Band Edge Control of Quasi-2D Metal Halide Perovskites for Blue Light-Emitting Diodes with Enhanced Performance

Perovskite light-emitting diodes (PeLEDs) have received great attention for their potential as next-generation display technology. While remarkable progress has been achieved in green, red, and near-infrared PeLEDs with external quantum efficiencies (EQEs) exceeding 20%, obtaining high performance blue PeLEDs remains a challenge. Poor charge balance due to large charge injection barriers in blue PeLEDs has been identified as one of the major roadblocks to achieve high efficiency.
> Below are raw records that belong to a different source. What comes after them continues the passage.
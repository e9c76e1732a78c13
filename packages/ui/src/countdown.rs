use dioxus::prelude::*;
use store::{CountdownConfig, TimeLeft};

use crate::timer::sleep;

fn now_local() -> chrono::NaiveDateTime {
    chrono::Local::now().naive_local()
}

/// Live countdown to the configured anniversary.
///
/// Recomputes once per precision tick in a task that is cancelled when the
/// widget unmounts.
#[component]
pub fn Countdown(config: CountdownConfig) -> Element {
    let target = config.target;
    let precision = config.precision;
    let mut left = use_signal(move || TimeLeft::until_with(target, now_local(), precision));

    let ticker = use_hook(move || {
        spawn(async move {
            loop {
                sleep(precision.tick()).await;
                let next = TimeLeft::until_with(target, now_local(), precision);
                left.set(next);
                if next.is_zero() {
                    break;
                }
            }
        })
    });
    use_drop(move || ticker.cancel());

    rsx! {
        section {
            class: "countdown",
            h2 { class: "countdown-label", "{config.label}" }
            div {
                class: "countdown-fields",
                for (unit, value) in left().fields(precision) {
                    div {
                        key: "{unit}",
                        class: "countdown-field",
                        span { class: "countdown-value", "{value}" }
                        span { class: "countdown-unit", "{unit}" }
                    }
                }
            }
        }
    }
}
//! Presentation primitives shared by every view.

mod card;
mod feedback;
mod modal;
mod page_header;

pub use card::Card;
pub use feedback::{EmptyState, LoadingSpinner};
pub use modal::Modal;
pub use page_header::PageHeader;
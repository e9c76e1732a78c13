//! # Displayed record lists
//!
//! [`RecordList`] is the local state behind every feature view. It is filled
//! once from the backend (or from the fallback samples when that fails) and
//! then mutated locally after each create or delete, without re-fetching.
//!
//! The list is kept in [`Record::list_cmp`] order at all times: a loaded list
//! is stably sorted, and inserts land at their sorted position. For kinds
//! listed newest first that means a freshly created record is prepended.

use crate::models::Record;

/// Where the current contents came from.
#[derive(Clone, Copy, Debug, PartialEq, Eq, Default)]
pub enum ListSource {
    /// Nothing loaded yet.
    #[default]
    Pending,
    /// Rows returned by the backend.
    Backend,
    /// The fixed sample set, after a failed fetch.
    Fallback,
}

#[derive(Clone, Debug, PartialEq)]
pub struct RecordList<R: Record> {
    items: Vec<R>,
    source: ListSource,
}

impl<R: Record> Default for RecordList<R> {
    fn default() -> Self {
        Self {
            items: Vec::new(),
            source: ListSource::Pending,
        }
    }
}

impl<R: Record> RecordList<R> {
    pub fn new() -> Self {
        Self::default()
    }

    /// Builds a list from a fetch result, degrading to the fallback samples
    /// on error.
    pub fn from_fetch<E>(result: Result<Vec<R>, E>) -> Self {
        let mut list = Self::new();
        list.load(result);
        list
    }

    /// Replaces the contents with a fetch result. Returns the error, if
    /// any, after switching to the fallback samples.
    pub fn load<E>(&mut self, result: Result<Vec<R>, E>) -> Option<E> {
        match result {
            Ok(items) => {
                self.replace(items, ListSource::Backend);
                None
            }
            Err(e) => {
                self.replace(R::fallback(), ListSource::Fallback);
                Some(e)
            }
        }
    }

    fn replace(&mut self, mut items: Vec<R>, source: ListSource) {
        items.sort_by(|a, b| a.list_cmp(b));
        self.items = items;
        self.source = source;
    }

    /// Inserts a newly created record at its sorted position.
    ///
    /// A record whose id is already listed replaces the old entry, so the id
    /// is present exactly once afterwards.
    pub fn insert(&mut self, record: R) {
        self.items.retain(|r| r.id() != record.id());
        let at = if record.inserts_first() {
            0
        } else {
            self.items
                .iter()
                .position(|r| record.list_cmp(r).is_le())
                .unwrap_or(self.items.len())
        };
        self.items.insert(at, record);
    }

    /// Removes the record with `id`. Returns whether anything was removed.
    pub fn remove(&mut self, id: &str) -> bool {
        let before = self.items.len();
        self.items.retain(|r| r.id() != id);
        self.items.len() != before
    }

    pub fn get(&self, id: &str) -> Option<&R> {
        self.items.iter().find(|r| r.id() == id)
    }

    pub fn contains(&self, id: &str) -> bool {
        self.get(id).is_some()
    }

    pub fn items(&self) -> &[R] {
        &self.items
    }

    pub fn len(&self) -> usize {
        self.items.len()
    }

    pub fn is_empty(&self) -> bool {
        self.items.is_empty()
    }

    pub fn source(&self) -> ListSource {
        self.source
    }

    pub fn is_loaded(&self) -> bool {
        self.source != ListSource::Pending
    }
}

#[cfg(test)]
mod tests {
    use super::*;
    use crate::models::{Letter, Memory, Milestone, Note, Song};
    use chrono::{NaiveDate, TimeZone, Utc};

    fn milestone(id: &str, y: i32, m: u32, d: u32) -> Milestone {
        Milestone {
            id: id.to_string(),
            date: NaiveDate::from_ymd_opt(y, m, d).unwrap(),
            title: format!("event {id}"),
            description: String::new(),
            user_id: None,
            created_at: None,
        }
    }

    fn note(id: &str, secs: i64) -> Note {
        Note {
            id: id.to_string(),
            content: format!("note {id}"),
            user_id: None,
            created_at: Some(Utc.timestamp_opt(secs, 0).unwrap()),
        }
    }

    fn ids<R: Record>(list: &RecordList<R>) -> Vec<&str> {
        list.items().iter().map(|r| r.id()).collect()
    }

    #[test]
    fn test_fetch_error_uses_fallback() {
        let list = RecordList::<Note>::from_fetch(Err("offline"));
        assert_eq!(list.source(), ListSource::Fallback);
        assert!(!list.is_empty());
        assert_eq!(list.items(), Note::fallback().as_slice());

        let mut list = RecordList::<Song>::new();
        assert!(!list.is_loaded());
        assert_eq!(list.load(Err(42)), Some(42));
        assert_eq!(list.len(), Song::fallback().len());
    }

    #[test]
    fn test_fetch_ok_keeps_rows() {
        let list = RecordList::from_fetch(Ok::<_, ()>(vec![note("b", 20), note("a", 10)]));
        assert_eq!(list.source(), ListSource::Backend);
        assert_eq!(ids(&list), vec!["b", "a"]);

        let empty = RecordList::<Letter>::from_fetch(Ok::<_, ()>(Vec::new()));
        assert!(empty.is_empty());
        assert!(empty.is_loaded());
    }

    #[test]
    fn test_insert_prepends_newest() {
        let mut list = RecordList::from_fetch(Ok::<_, ()>(vec![note("a", 10), note("b", 20)]));
        assert_eq!(ids(&list), vec!["b", "a"]);

        list.insert(note("c", 30));
        assert_eq!(ids(&list), vec!["c", "b", "a"]);
        assert_eq!(list.len(), 3);
    }

    #[test]
    fn test_insert_before_fallback_rows() {
        let mut list = RecordList::<Note>::from_fetch(Err(()));
        let before = list.len();
        list.insert(note("new", 1));
        assert_eq!(list.items()[0].id, "new");
        assert_eq!(list.len(), before + 1);
    }

    #[test]
    fn test_insert_without_timestamp_prepends() {
        let mut list = RecordList::from_fetch(Ok::<_, ()>(vec![note("a", 10), note("b", 20)]));
        let mut unstamped = note("c", 0);
        unstamped.created_at = None;
        list.insert(unstamped);
        assert_eq!(ids(&list), vec!["c", "b", "a"]);

        // Milestones have a date to sort by and ignore the missing timestamp
        let mut timeline = RecordList::from_fetch(Ok::<_, ()>(vec![milestone("early", 2023, 1, 1)]));
        timeline.insert(milestone("later", 2024, 1, 1));
        assert_eq!(ids(&timeline), vec!["early", "later"]);
    }

    #[test]
    fn test_insert_same_id_replaces() {
        let mut list = RecordList::from_fetch(Ok::<_, ()>(vec![note("a", 10)]));
        let mut updated = note("a", 10);
        updated.content = "edited".to_string();
        list.insert(updated);
        assert_eq!(list.len(), 1);
        assert_eq!(list.get("a").unwrap().content, "edited");
    }

    #[test]
    fn test_milestones_stay_sorted_by_date() {
        let mut list = RecordList::from_fetch(Ok::<_, ()>(vec![
            milestone("late", 2024, 6, 1),
            milestone("early", 2023, 1, 1),
        ]));
        assert_eq!(ids(&list), vec!["early", "late"]);

        list.insert(milestone("middle", 2023, 9, 9));
        list.insert(milestone("first", 2022, 12, 31));
        list.insert(milestone("last", 2025, 5, 20));
        assert_eq!(ids(&list), vec!["first", "early", "middle", "late", "last"]);

        let dates: Vec<NaiveDate> = list.items().iter().map(|m| m.date).collect();
        let mut sorted = dates.clone();
        sorted.sort();
        assert_eq!(dates, sorted);
    }

    #[test]
    fn test_remove() {
        let mut list = RecordList::<Memory>::from_fetch(Err(()));
        let before = list.len();

        assert!(list.remove("2"));
        assert!(!list.contains("2"));
        assert_eq!(list.len(), before - 1);

        assert!(!list.remove("missing"));
        assert_eq!(list.len(), before - 1);
    }
}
Here band edge control of perovskite emitting layers for blue PeLEDs with enhanced charge balance and device performance is reported. By using organic spacer cations with different dipole moments, that is, phenethyl ammonium (PEA), methoxy phenethyl ammonium (MePEA), and 4-fluoro phenethyl ammonium (4FPEA), the band edges of quasi-2D perovskites are tuned without affecting their band gaps. Detailed characterization and computational studies have confirmed the effect of dipole moment modification to be mostly electrostatic, resulting in changes in the ionization energies of approximate to 0.45 eV for MePEA and approximate to -0.65 eV for 4FPEA based thin films relative to PEA-based thin films. With improved charge balance, blue PeLEDs based on MePEA quasi-2D perovskites show twofold increase of the EQE as compared to the control PEA based devices.